Early diagnosis of deep infiltrating endometriosis in adolescence


 Early diagnosis of deep infiltrating endometriosis in adolescence

A timely diagnosis is crucial to prevent the disease's progression and start treatment early.

Key Points

Importance

  • Endometriosis is a leading cause of secondary dysmenorrhea in adolescents. 
  • Despite the severe painful symptoms, diagnosis of endometriosis in adolescents is still challenging.

Highlights

  • The early timing for diagnosis of endometriosis and adenomyosis in adolescents is important: It will help to prevent the disease progression, improve the quality of life, and ensure future fertility.

What's done here

  • This article reviews the prevalence, early diagnosis, pathologic theories, management, and treatment options of deep-invaded endometriosis in adolescents. 
  • An Italian author team conducted an electronic English literature search using the MedLine database to review the articles on adolescents and DIE from inception to October 2023.

Outline

  • The pathogenesis of endometriosis and its early onset in adolescence remains controversial. Deep endometriosis may be the consequence of genetically or epigenetically modified cells.
  • The actual prevalence of deep endometriosis in adolescence is still a mystery. The percentage of visually confirmed endometriosis can rise to 75% in girls undergoing laparoscopic examination due to resistance to pelvic pain treatment.
  • Dysmenorrhea is a prominent symptom of endometriosis at an early age. Gastrointestinal and urinary symptoms in adolescents are also important, suggesting the presence of DIE and adenomyosis. 
  • Although imaging could be limited in young patients, it is necessary to investigate DIE lesions with MRI and US. Investigation of adenomyosis is important in adolescents who have been diagnosed with DIE.

. The aim of the treatment should be to reduce the pain, suppress the disease, and safeguard future fertility after the diagnosis.

. Progestin treatment should be considered as the first-line therapy to control the painful symptoms and to slow down the DIE growth due to its antiestrogenic effect.

. The optimal timing for surgery is controversial. When the surgery cannot be postponed, ovarian tissue cryopreservation must be considered due to a higher risk of premature ovarian failure.

 

Lay Summary

Dysmenorrhea is widely observed in adolescence, and endometriosis is one of its causes. However, endometriosis diagnosis is usually made after 25 years of age. It is clear that early diagnosis and management of this progressive disease is essential and will have a good impact both on the quality of life and fertility. Moreover, patients who undergo surgery in advanced stages of the disease have more intra and postoperative complications.

Martire et al. from the Gynecology Unit of the Department of Surgical Sciences of the University of Rome, Italy, aimed to report the prevalence and pathologic theories and to discuss the early diagnosis and treatment alternatives through previous literature.  

Two authors independently searched the literature articles from inception to October 2023 that meet the inclusion criteria. The results of 137 articles were widely discussed to provide an overview of DIE in adolescence. Based on the available literature, the authors discussed possible pathogenesis, clinical symptoms, techniques used for diagnosis, primary and secondary medical treatments, and surgery alternatives.

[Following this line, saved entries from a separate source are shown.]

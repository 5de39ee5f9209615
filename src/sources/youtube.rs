use async_process::Command;
use async_trait::async_trait;
use regex::Regex;
use serde::Deserialize;
use serenity::model::id::UserId;
use tokio::sync::Semaphore;
use tracing::{debug, info, warn};

use super::{ResolveError, TrackResolver};
use crate::audio::Track;

/// Concurrent yt-dlp processes allowed at once.
const MAX_CONCURRENT_LOOKUPS: usize = 3;

/// Resolves YouTube links and free-text searches through yt-dlp.
pub struct YtDlpResolver {
    binary: String,
    rate_limiter: Semaphore,
    youtube_link: Regex,
}

/// Fields of `yt-dlp --dump-json` output we use.
#[derive(Debug, Deserialize)]
struct YtDlpInfo {
    title: String,
    webpage_url: String,
    /// Direct media URL of the selected format.
    url: Option<String>,
    thumbnail: Option<String>,
    uploader: Option<String>,
}

impl YtDlpResolver {
    pub fn new(binary: impl Into<String>) -> anyhow::Result<Self> {
        Ok(Self {
            binary: binary.into(),
            rate_limiter: Semaphore::new(MAX_CONCURRENT_LOOKUPS),
            youtube_link: Regex::new(
                r"^(https?://)?(www\.)?(youtube\.com/(watch\?v=|embed/|v/|shorts/)|youtu\.be/|music\.youtube\.com/)",
            )?,
        })
    }

    pub fn is_youtube_url(&self, query: &str) -> bool {
        self.youtube_link.is_match(query)
    }

    /// Links go to yt-dlp as-is, anything else becomes a one-result search.
    fn target(&self, query: &str) -> String {
        if self.is_youtube_url(query) || query.starts_with("http://") || query.starts_with("https://") {
            query.to_string()
        } else {
            format!("ytsearch1:{query}")
        }
    }

    async fn dump_json(&self, target: &str) -> Result<String, ResolveError> {
        let _permit = self
            .rate_limiter
            .acquire()
            .await
            .map_err(|e| ResolveError::Backend(e.to_string()))?;

        debug!("📊 yt-dlp lookup: {}", target);
        let output = Command::new(&self.binary)
            .args([
                "--no-playlist",
                "--dump-json",
                "--no-warnings",
                "-f",
                "bestaudio/best",
                target,
            ])
            .kill_on_drop(true)
            .output()
            .await
            .map_err(|e| ResolveError::Backend(format!("could not run {}: {}", self.binary, e)))?;

        if !output.status.success() {
            let stderr = String::from_utf8_lossy(&output.stderr);
            warn!("❌ yt-dlp failed for {}: {}", target, stderr.trim());
            return Err(ResolveError::Backend(first_line(&stderr)));
        }

        Ok(String::from_utf8_lossy(&output.stdout).into_owned())
    }
}

fn first_line(text: &str) -> String {
    text.lines()
        .map(str::trim)
        .find(|line| !line.is_empty())
        .unwrap_or("yt-dlp exited with an error")
        .to_string()
}

/// Picks the first entry of a `--dump-json` listing.
fn parse_listing(stdout: &str, query: &str) -> Result<YtDlpInfo, ResolveError> {
    let line = stdout
        .lines()
        .find(|line| !line.trim().is_empty())
        .ok_or_else(|| ResolveError::NotFound(query.to_string()))?;

    serde_json::from_str(line).map_err(|e| ResolveError::Backend(format!("unreadable yt-dlp output: {e}")))
}

#[async_trait]
impl TrackResolver for YtDlpResolver {
    async fn resolve(&self, query: &str, requester: UserId) -> Result<Track, ResolveError> {
        let target = self.target(query);
        let stdout = self.dump_json(&target).await?;
        let info = parse_listing(&stdout, query)?;

        let Some(stream_url) = info.url else {
            return Err(ResolveError::Backend(format!("no playable stream for {}", info.title)));
        };

        info!(
            "🔍 Resolved `{}` to {} ({})",
            query,
            info.title,
            info.uploader.as_deref().unwrap_or("unknown uploader")
        );

        let track = Track::new(info.title, info.webpage_url, stream_url, requester);
        Ok(match info.thumbnail {
            Some(thumbnail) => track.with_thumbnail(thumbnail),
            None => track,
        })
    }
}

#[cfg(test)]
mod tests {
    use super::*;
    use pretty_assertions::assert_eq;

    fn resolver() -> YtDlpResolver {
        YtDlpResolver::new("yt-dlp").unwrap()
    }

    #[test]
    fn test_youtube_url_detection() {
        let resolver = resolver();
        assert!(resolver.is_youtube_url("https://www.youtube.com/watch?v=dQw4w9WgXcQ"));
        assert!(resolver.is_youtube_url("https://youtu.be/dQw4w9WgXcQ"));
        assert!(resolver.is_youtube_url("https://music.youtube.com/watch?v=test"));
        assert!(!resolver.is_youtube_url("https://example.com/video"));
    }

    #[test]
    fn search_terms_become_a_single_result_search() {
        let resolver = resolver();
        assert_eq!(resolver.target("daft punk around the world"), "ytsearch1:daft punk around the world");
        assert_eq!(resolver.target("https://youtu.be/abc"), "https://youtu.be/abc");
    }

    #[test]
    fn first_listing_entry_wins() {
        let stdout = concat!(
            r#"{"title":"First","webpage_url":"https://www.youtube.com/watch?v=1","url":"https://media/1","thumbnail":null}"#,
            "\n",
            r#"{"title":"Second","webpage_url":"https://www.youtube.com/watch?v=2","url":"https://media/2"}"#,
        );
        let info = parse_listing(stdout, "q").unwrap();
        assert_eq!(info.title, "First");
        assert_eq!(info.url.as_deref(), Some("https://media/1"));
    }

    #[test]
    fn empty_listing_is_not_found() {
        assert!(matches!(parse_listing("\n", "nothing"), Err(ResolveError::NotFound(q)) if q == "nothing"));
    }

    #[test]
    fn stderr_is_reduced_to_its_first_line() {
        assert_eq!(first_line("\nERROR: Video unavailable\nmore"), "ERROR: Video unavailable");
        assert_eq!(first_line(""), "yt-dlp exited with an error");
    }

    #[cfg(unix)]
    mod process {
        use super::*;
        use pretty_assertions::assert_eq;
        use crate::sources::SmartResolver;
        use std::{
            os::unix::fs::PermissionsExt,
            path::{Path, PathBuf},
            sync::Arc,
            time::Duration,
        };

        /// Writes an executable shell script standing in for yt-dlp.
        fn fake_ytdlp(name: &str, body: &str) -> PathBuf {
            let dir = std::env::temp_dir().join(format!("voice-jukebox-{}-{}", name, std::process::id()));
            std::fs::create_dir_all(&dir).unwrap();
            let script = dir.join("yt-dlp");
            std::fs::write(&script, format!("#!/bin/sh\n{body}\n")).unwrap();
            std::fs::set_permissions(&script, std::fs::Permissions::from_mode(0o755)).unwrap();
            script
        }

        fn path_str(path: &Path) -> String {
            path.to_string_lossy().into_owned()
        }

        #[tokio::test]
        async fn dump_json_output_becomes_a_track() {
            let script = fake_ytdlp(
                "listing",
                r#"echo '{"title":"Around the World","webpage_url":"https://www.youtube.com/watch?v=1","url":"https://media.example.test/1","thumbnail":"https://img.example.test/1.jpg","uploader":"Daft Punk"}'"#,
            );
            let resolver = YtDlpResolver::new(path_str(&script)).unwrap();

            let track = resolver.resolve("around the world", UserId::new(5)).await.unwrap();
            assert_eq!(track.title, "Around the World");
            assert_eq!(track.stream_url, "https://media.example.test/1");
            assert_eq!(track.thumbnail.as_deref(), Some("https://img.example.test/1.jpg"));
        }

        #[tokio::test]
        async fn timed_out_lookup_kills_the_process() {
            let script = fake_ytdlp("slow", "");
            let marker = script.with_file_name("finished");
            let _ = std::fs::remove_file(&marker);
            std::fs::write(&script, format!("#!/bin/sh\nsleep 2\ntouch '{}'\n", marker.display())).unwrap();

            let resolver = SmartResolver::new(
                Arc::new(YtDlpResolver::new(path_str(&script)).unwrap()),
                None,
                Duration::from_millis(200),
            );
            let outcome = resolver.resolve("slow search", UserId::new(5)).await;
            assert_eq!(outcome.unwrap_err(), ResolveError::Timeout(Duration::from_millis(200)));

            tokio::time::sleep(Duration::from_secs(3)).await;
            assert!(!marker.exists(), "yt-dlp kept running after the lookup timed out");
        }
    }
}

This complex and chronic disease needs long-term management starting in adolescence. Therefore, the authors advise referring the adolescent to a tertiary care center for the best management. If medical treatments such as progestins, oral contraceptives, and GnRH analogs fail to improve the painful cycles and quality of life, surgery should be the option. Ovarian cryopreservation should also be considered for future fertility.

This review article was recently published in the Journal of Clinical Medicine.


Research Source: https://pubmed.ncbi.nlm.nih.gov/38256683/


pelvic pain adolescence diagnosis heavy menstrual bleeding secondary dysmenorrhea treatment deep infiltrating endometriosis.

DISCLAIMER

EndoNews highlights the latest peer-reviewed scientific research and medical literature that focuses on endometriosis. We are unbiased in our summaries of recently-published endometriosis research. EndoNews does not provide medical advice or opinions on the best form of treatment. We highly stress the importance of not using EndoNews as a substitute for seeking an experienced physician.